→ Working data:
┌────────

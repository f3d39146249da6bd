//! Prometheus metrics for the API server.

use std::time::Instant;

use axum::body::Body;
use axum::extract::MatchedPath;
use axum::http::{Request, Response};
use axum::middleware::Next;
use cqa_models::AnalysisResult;
use metrics::{counter, gauge, histogram};
use metrics_exporter_prometheus::{BuildError, PrometheusBuilder, PrometheusHandle};

/// Install the Prometheus recorder.
/// Returns a handle that can be used to render metrics.
pub fn init_metrics() -> Result<PrometheusHandle, BuildError> {
    PrometheusBuilder::new().install_recorder()
}

/// Metric names as constants for consistency.
pub mod names {
    // HTTP metrics
    pub const HTTP_REQUESTS_TOTAL: &str = "cqa_http_requests_total";
    pub const HTTP_REQUEST_DURATION_SECONDS: &str = "cqa_http_request_duration_seconds";
    pub const HTTP_REQUESTS_IN_FLIGHT: &str = "cqa_http_requests_in_flight";

    // Scoring metrics
    pub const ANALYSES_TOTAL: &str = "cqa_analyses_total";
    pub const FRAMES_ANALYZED_TOTAL: &str = "cqa_frames_analyzed_total";
    pub const ISSUES_DETECTED_TOTAL: &str = "cqa_issues_detected_total";
    pub const CONTINUITY_SCORE: &str = "cqa_continuity_score";
    pub const ANALYSIS_DURATION_SECONDS: &str = "cqa_analysis_duration_seconds";

    // Demo mock metrics
    pub const DEMO_ANALYSES_TOTAL: &str = "cqa_demo_analyses_total";

    // Rate limiting metrics
    pub const RATE_LIMIT_HITS_TOTAL: &str = "cqa_rate_limit_hits_total";
}

/// Label used for requests that matched no route.
const UNMATCHED_PATH: &str = "unmatched";

/// Record an HTTP request.
pub fn record_http_request(method: &str, path: &str, status: u16, duration_secs: f64) {
    let labels = [
        ("method", method.to_string()),
        ("path", path.to_string()),
        ("status", status.to_string()),
    ];

    counter!(names::HTTP_REQUESTS_TOTAL, &labels).increment(1);
    histogram!(names::HTTP_REQUEST_DURATION_SECONDS, &labels).record(duration_secs);
}

/// Record a completed continuity analysis.
pub fn record_analysis(frame_count: usize, result: &AnalysisResult, duration_secs: f64) {
    counter!(names::ANALYSES_TOTAL).increment(1);
    counter!(names::FRAMES_ANALYZED_TOTAL).increment(frame_count as u64);
    counter!(names::ISSUES_DETECTED_TOTAL).increment(result.issues.len() as u64);
    histogram!(names::CONTINUITY_SCORE).record(f64::from(result.continuity_score));
    histogram!(names::ANALYSIS_DURATION_SECONDS).record(duration_secs);
}

/// Record a demo mock analysis.
pub fn record_demo_analysis() {
    counter!(names::DEMO_ANALYSES_TOTAL).increment(1);
}

/// Record rate limit hit.
pub fn record_rate_limit_hit(endpoint: &str) {
    let labels = [("endpoint", endpoint.to_string())];
    counter!(names::RATE_LIMIT_HITS_TOTAL, &labels).increment(1);
}

/// Route template for a request, so labels stay bounded.
fn route_label(request: &Request<Body>) -> String {
    request
        .extensions()
        .get::<MatchedPath>()
        .map(|p| p.as_str().to_string())
        .unwrap_or_else(|| UNMATCHED_PATH.to_string())
}

/// Metrics middleware for HTTP requests.
pub async fn metrics_middleware(request: Request<Body>, next: Next) -> Response<Body> {
    let method = request.method().to_string();
    let path = route_label(&request);
    let start = Instant::now();

    gauge!(names::HTTP_REQUESTS_IN_FLIGHT).increment(1.0);

    let response = next.run(request).await;

    gauge!(names::HTTP_REQUESTS_IN_FLIGHT).decrement(1.0);

    let status = response.status().as_u16();
    let duration = start.elapsed().as_secs_f64();

    record_http_request(&method, &path, status, duration);

    response
}

#[cfg(test)]
mod tests {
    use super::*;

    #[test]
    fn test_route_label_unmatched() {
        let request = Request::builder().uri("/nope/123").body(Body::empty()).unwrap();
        assert_eq!(route_label(&request), UNMATCHED_PATH);
    }
}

└────────

→ Your objective: Repeat every record exactly as written, please.

→ Response:
repository f3d39146249da6bd
//! Prometheus metrics for the API server.

use std::time::Instant;

use axum::body::Body;
use axum::extract::MatchedPath;
use axum::http::{Request, Response};
use axum::middleware::Next;
use cqa_models::AnalysisResult;
use metrics::{counter, gauge, histogram};
use metrics_exporter_prometheus::{BuildError, PrometheusBuilder, PrometheusHandle};

/// Install the Prometheus recorder.
/// Returns a handle that can be used to render metrics.
pub fn init_metrics() -> Result<PrometheusHandle, BuildError> {
    PrometheusBuilder::new().install_recorder()
}

/// Metric names as constants for consistency.
pub mod names {
    // HTTP metrics
    pub const HTTP_REQUESTS_TOTAL: &str = "cqa_http_requests_total";
    pub const HTTP_REQUEST_DURATION_SECONDS: &str = "cqa_http_request_duration_seconds";
    pub const HTTP_REQUESTS_IN_FLIGHT: &str = "cqa_http_requests_in_flight";

    // Scoring metrics
    pub const ANALYSES_TOTAL: &str = "cqa_analyses_total";
    pub const FRAMES_ANALYZED_TOTAL: &str = "cqa_frames_analyzed_total";
    pub const ISSUES_DETECTED_TOTAL: &str = "cqa_issues_detected_total";
    pub const CONTINUITY_SCORE: &str = "cqa_continuity_score";
    pub const ANALYSIS_DURATION_SECONDS: &str = "cqa_analysis_duration_seconds";

    // Demo mock metrics
    pub const DEMO_ANALYSES_TOTAL: &str = "cqa_demo_analyses_total";

    // Rate limiting metrics
    pub const RATE_LIMIT_HITS_TOTAL: &str = "cqa_rate_limit_hits_total";
}

/// Label used for requests that matched no route.
const UNMATCHED_PATH: &str = "unmatched";

/// Record an HTTP request.
pub fn record_http_request(method: &str, path: &str, status: u16, duration_secs: f64) {
    let labels = [
        ("method", method.to_string()),
        ("path", path.to_string()),
        ("status", status.to_string()),
    ];

    counter!(names::HTTP_REQUESTS_TOTAL, &labels).increment(1);
    histogram!(names::HTTP_REQUEST_DURATION_SECONDS, &labels).record(duration_secs);
}

/// Record a completed continuity analysis.
pub fn record_analysis(frame_count: usize, result: &AnalysisResult, duration_secs: f64) {
    counter!(names::ANALYSES_TOTAL).increment(1);
    counter!(names::FRAMES_ANALYZED_TOTAL).increment(frame_count as u64);
    counter!(names::ISSUES_DETECTED_TOTAL).increment(result.issues.len() as u64);
    histogram!(names::CONTINUITY_SCORE).record(f64::from(result.continuity_score));
    histogram!(names::ANALYSIS_DURATION_SECONDS).record(duration_secs);
}

/// Record a demo mock analysis.
pub fn record_demo_analysis() {
    counter!(names::DEMO_ANALYSES_TOTAL).increment(1);
}

/// Record rate limit hit.
pub fn record_rate_limit_hit(endpoint: &str) {
    let labels = [("endpoint", endpoint.to_string())];
    counter!(names::RATE_LIMIT_HITS_TOTAL, &labels).increment(1);
}

/// Route template for a request, so labels stay bounded.
fn route_label(request: &Request<Body>) -> String {
    request
        .extensions()
        .get::<MatchedPath>()
        .map(|p| p.as_str().to_string())
        .unwrap_or_else(|| UNMATCHED_PATH.to_string())
}

/// Metrics middleware for HTTP requests.
pub async fn metrics_middleware(request: Request<Body>, next: Next) -> Response<Body> {
    let method = request.method().to_string();
    let path = route_label(&request);
    let start = Instant::now();

    gauge!(names::HTTP_REQUESTS_IN_FLIGHT).increment(1.0);

    let response = next.run(request).await;

    gauge!(names::HTTP_REQUESTS_IN_FLIGHT).decrement(1.0);

    let status = response.status().as_u16();
    let duration = start.elapsed().as_secs_f64();

    record_http_request(&method, &path, status, duration);

    response
}

#[cfg(test)]
mod tests {
    use super::*;

    #[test]
    fn test_route_label_unmatched() {
        let request = Request::builder().uri("/nope/123").body(Body::empty()).unwrap();
        assert_eq!(route_label(&request), UNMATCHED_PATH);
    }
}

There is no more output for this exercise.